MI6 spy in a bag case: Gareth Williams 'probably' locked himself in holdall by accident
Scotland Yard puts itself at odds with findings of coroner and family of MI6 codebreaker
Cahal Milmo is the chief reporter of The Independent and has been with the paper since 2000. He was born in London and previously worked at the Press Association news agency. He has reported on assignment at home and abroad, including Rwanda, Sudan and Burkina Faso, the phone hacking scandal and the London Olympics. In his spare time he is a keen runner and cyclist, and keeps an allotment.
Wednesday 13 November 2013
Scotland Yard today put itself at odds with the findings of a coroner and the family of MI6 codebreaker Gareth Williams by announcing that he had most probably died by accident when his body was found in a locked bag.

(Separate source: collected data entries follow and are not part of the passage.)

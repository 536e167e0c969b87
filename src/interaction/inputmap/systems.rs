//! Systems for input action evaluation.
use bevy::prelude::*;

use super::types::{Action, InputMap};
use crate::gameplay::motion::MotionInput;

/// Copy directional key state into `MotionInput`. The grounded bit is owned by
/// the contact systems and left untouched.
pub fn system_collect_motion(
    keyboard: Res<ButtonInput<KeyCode>>,
    input_map: Res<InputMap>,
    mut motion: ResMut<MotionInput>,
) {
    let next = MotionInput {
        left: input_map.pressed(Action::Left, &keyboard),
        right: input_map.pressed(Action::Right, &keyboard),
        up: input_map.pressed(Action::Up, &keyboard),
        down: input_map.pressed(Action::Down, &keyboard),
        grounded: motion.grounded,
    };
    if *motion != next {
        *motion = next;
    }
}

An inquest last year found that Mr Williams, whose remains were discovered inside a sports holdall in a bath with no evidence of his DNA on the padlock used to close it, had "on the balance of probabilities" been killed unlawfully in August 2010 while he was working for the Secret Intelligence Service while on secondment from GCHQ.
The finding by Westminster coroner Dr Fiona Wilcox prompted a reinvestigation by the Metropolitan Police lasting a further 12 months which officers said had been allowed unprecedented access to serving MI6 staff following strong criticism at the inquest of the spying agency's actions following the death of Mr Williams.
But a senior Yard officer announced that despite a re-examination of all evidence and the investigation of new leads no definitive answers had been obtained as to the cause of Mr Williams' death and the "most probable scenario" was that he had died alone in his flat in Pimlico, central London, as the result of accidentally locking himself inside the bag.
Deputy Assistant Commissioner Martin Hewitt told a press briefing at New Scotland Yard that while there was no evidence to conclusively explain the death of the 31-year-old codes expert, police were now able to draw a different "logical inference" from that of Dr Wilcox, who had found that the death was "likely to have been criminally meditated".
The holdall in which Gareth Williams was found curled in a foetal position Mr Hewitt said: "With the conclusion of the investigation, the MPS position is that, on balance, it is a more probable conclusion that there was no other person present when Gareth died. But the reality is that… there exist evidential contradictions and gaps in our understanding."
The Yard said Dr Wilcox had accepted the findings of the investigation but had decided there was insufficient evidence for her to apply to re-open her inquest and consider fresh findings.
But the family of Mr Williams, a maths prodigy from Anglesey, said they believed that the conclusion of Dr Wilcox that foul play was the most likely cause of the GCHQ specialist's death - and that the involvement of the security services could not be ruled out although there was no evidence to that effect - remained valid. Among the lines of inquiry reportedly pursued by police was the theory that Mr Williams may have been murdered in connection with work that had brought him into contact with active MI6 agents.
In a statement, the family said: "We consider that on the basis of the facts at present known the coroner's verdict accurately reflects the circumstances of Gareth's death."
Gareth Williams's parents leave Westminster Coroner's Court last year The family were also sharply critical of MI6 after the spying agency failed to investigate his failure to attend work on 16 August 2010. His decomposing remains were not found until a week later inside his MI6-owned flat, where the central heating had been left on despite the summer weather.
The statement said: "We believe that if proper steps had been taken in the same manner as any reasonable employer would have taken, further information relating to the cause of his death might have become apparent and not have been lost due to the length of time before Gareth's body was found."
The Yard said that it had studied videos which emerged following last year's inquest showing how a person could lock themselves inside a sports bag and accepted it is "now proven" that such an event could have happened with the same North Face holdall and padlock in which Mr Williams was found.
Mr Hewitt said he believed that evidence pointed out by Dr Wilcox as significant, such as the absence of any palm prints from Mr Williams on the bath, could be explained by him not having touched it as he got into the bag but he accepted other evidence, such as the absence of the victim's DNA on the padlock, remained unexplained. He added that there was no evidence that Mr Williams' interest in bondage or escapology was linked to his death.
Mr Hewitt said his officers had been allowed to interview 27 MI6 and GCHQ employees after it emerged during the inquest that direct access had not been given to investigators following Mr Williams' death and potential evidence, including memory sticks and a bag found under his desk, had not been made available.
The officer admitted that the Yard "did not get it right" in its arrangements with MI6 but said it had now received full co-operation. He rejected suggestions that the intelligence agency had been able to "pull the wool over my eyes".
The Yard said it was no longer pursuing any active lines of enquiry but the case would remain review. The re-investigation found 10 to 15 traces of DNA which current technology is unable to develop into full profiles. All other DNA and fingerprints in the flat had been eliminated.